Autism spectrum disorder (ASD) is a neurodevelopmental disorder with a strong genetic component whose knowledge evolves quickly. Next-generation sequencing is the only effective technology to deal with the high genetic heterogeneity of ASD in a clinical setting. However, rigorous criteria to classify rare genetic variants conferring ASD susceptibility are currently lacking. We have performed whole-exome sequencing to identify both nucleotide variants and copy number variants (CNVs) in 253 ASD patients, including 68 patients with intellectual disability (ID) and 90 diagnosed as Asperger syndrome. Using explicit criteria to classify both susceptibility genes and susceptibility variants we prioritized 217 genes belonging to the following categories: syndromic genes, genes with an excess of de novo protein truncating variants and genes targeted by rare CNVs. We obtained a susceptibility variant detection rate of 19.7% (95% CI: [15-25.2%]). The rate for CNVs was 7.1% (95% CI: [4.3-11%]) and 12.6% (95% CI: [8.8-17.4%]) for nucleotide variants. The highest rate (30.1%, 95% CI: [20.2-43.2%]) was obtained in the ASD + ID subgroup. A strong contributor for at risk nucleotide variants was the recently identified set of genes (n = 81) harboring an excess of de novo protein truncating variants. Since there is currently no evidence that the genes targeted here are necessary and sufficient to cause ASD, we recommend to avoid the term "causative of ASD" when delivering the information about a variant to a family and to use instead the term "genetic susceptibility factor contributing to ASD".
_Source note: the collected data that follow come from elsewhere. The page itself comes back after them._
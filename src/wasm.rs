//! WASM bindings for bibconv
//!
//! This module provides JavaScript-accessible functions for field conversion.

#[cfg(feature = "wasm")]
use wasm_bindgen::prelude::*;

#[cfg(feature = "wasm")]
use serde::{Deserialize, Serialize};

/// Field conversion options (exposed to WASM)
#[cfg(feature = "wasm")]
#[derive(Serialize, Deserialize)]
#[serde(rename_all = "camelCase")]
pub struct FieldConvertOptions {
    /// Apply sentence capitalization
    #[serde(default)]
    pub capitalize: bool,
    /// Noun mode: lowercase first, capitalize after hyphens
    #[serde(default)]
    pub is_noun: bool,
    /// The field text begins a sentence
    #[serde(default = "default_true")]
    pub at_start: bool,
}

#[cfg(feature = "wasm")]
impl Default for FieldConvertOptions {
    fn default() -> Self {
        Self {
            capitalize: false,
            is_noun: false,
            at_start: true,
        }
    }
}

#[cfg(feature = "wasm")]
fn default_true() -> bool {
    true
}

/// Conversion result with additional metadata
#[cfg(feature = "wasm")]
#[derive(Serialize, Deserialize)]
pub struct ConvertResult {
    /// The converted output
    pub output: String,
    /// Whether the markup could be read
    pub success: bool,
    /// Error message if the markup could not be read
    pub error: Option<String>,
    /// Number of escapes that could not be converted exactly
    pub lossy: usize,
}

/// Initialize panic hook for better error messages in browser console
#[cfg(feature = "wasm")]
#[wasm_bindgen(start)]
pub fn init() {
    console_error_panic_hook::set_once();
}

/// Convert one BibTeX field value to plain text
///
/// # Arguments
/// * `input` - Field markup (without the outer braces or quotes)
/// * `options` - `{ capitalize, isNoun, atStart }`
#[cfg(feature = "wasm")]
#[wasm_bindgen(js_name = "convertField")]
pub fn convert_field_wasm(input: &str, options: JsValue) -> JsValue {
    let opts: FieldConvertOptions = serde_wasm_bindgen::from_value(options).unwrap_or_default();

    let field_opts = crate::FieldOptions {
        capitalize: opts.capitalize,
        is_noun: opts.is_noun,
        at_start: opts.at_start,
    };

    let result = match crate::convert_field(input, &field_opts) {
        Ok(field) => ConvertResult {
            lossy: field.loss.count(),
            output: field.text,
            success: true,
            error: None,
        },
        Err(e) => ConvertResult {
            output: String::new(),
            success: false,
            error: Some(e.to_string()),
            lossy: 0,
        },
    };

    serde_wasm_bindgen::to_value(&result).unwrap_or(JsValue::NULL)
}

/// Capitalize already converted text
#[cfg(feature = "wasm")]
#[wasm_bindgen(js_name = "capitalize")]
pub fn capitalize_wasm(text: &str, is_noun: bool, at_start: bool) -> String {
    let mut text = text.to_string();
    crate::capitalize(&mut text, is_noun, at_start);
    text
}

/// Get version information
#[cfg(feature = "wasm")]
#[wasm_bindgen(js_name = "getVersion")]
pub fn get_version() -> String {
    env!("CARGO_PKG_VERSION").to_string()
}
自闭症谱系障碍 (ASD) 是一种具有强烈遗传成分的神经发育障碍,其知识发展迅速。下一代测序是在临床环境中处理 ASD 高度遗传异质性的唯一有效技术。然而,目前缺乏分类具有 ASD 易感性的罕见遗传变异的严格标准。我们对 253 名 ASD 患者进行了全外显子测序,包括 68 名智力障碍 (ID) 患者和 90 名被诊断为阿斯伯格综合征患者。使用明确的标准对易感性基因和易感性变异进行分类,我们优先考虑了 217 个属于以下类别的基因:综合征基因、具有过多新生蛋白截断变异的基因以及受罕见 CNV 靶向的基因。我们获得了 19.7%(95%CI:[15-25.2%])的易感性变异检测率。CNV 的发生率为 7.1%(95%CI:[4.3-11%]),核苷酸变异的发生率为 12.6%(95%CI:[8.8-17.4%])。在 ASD + ID 亚组中,发病率最高(30.1%,95%CI:[20.2-43.2%])。风险核苷酸变异的一个主要贡献者是最近确定的一组含有过多新生蛋白截断变异的基因(n=81)。由于目前没有证据表明这里靶向的基因是导致 ASD 的必要和充分条件,因此我们建议在向家庭提供有关变异的信息时,避免使用“导致 ASD”一词,而代之以“导致 ASD 的遗传易感因素”。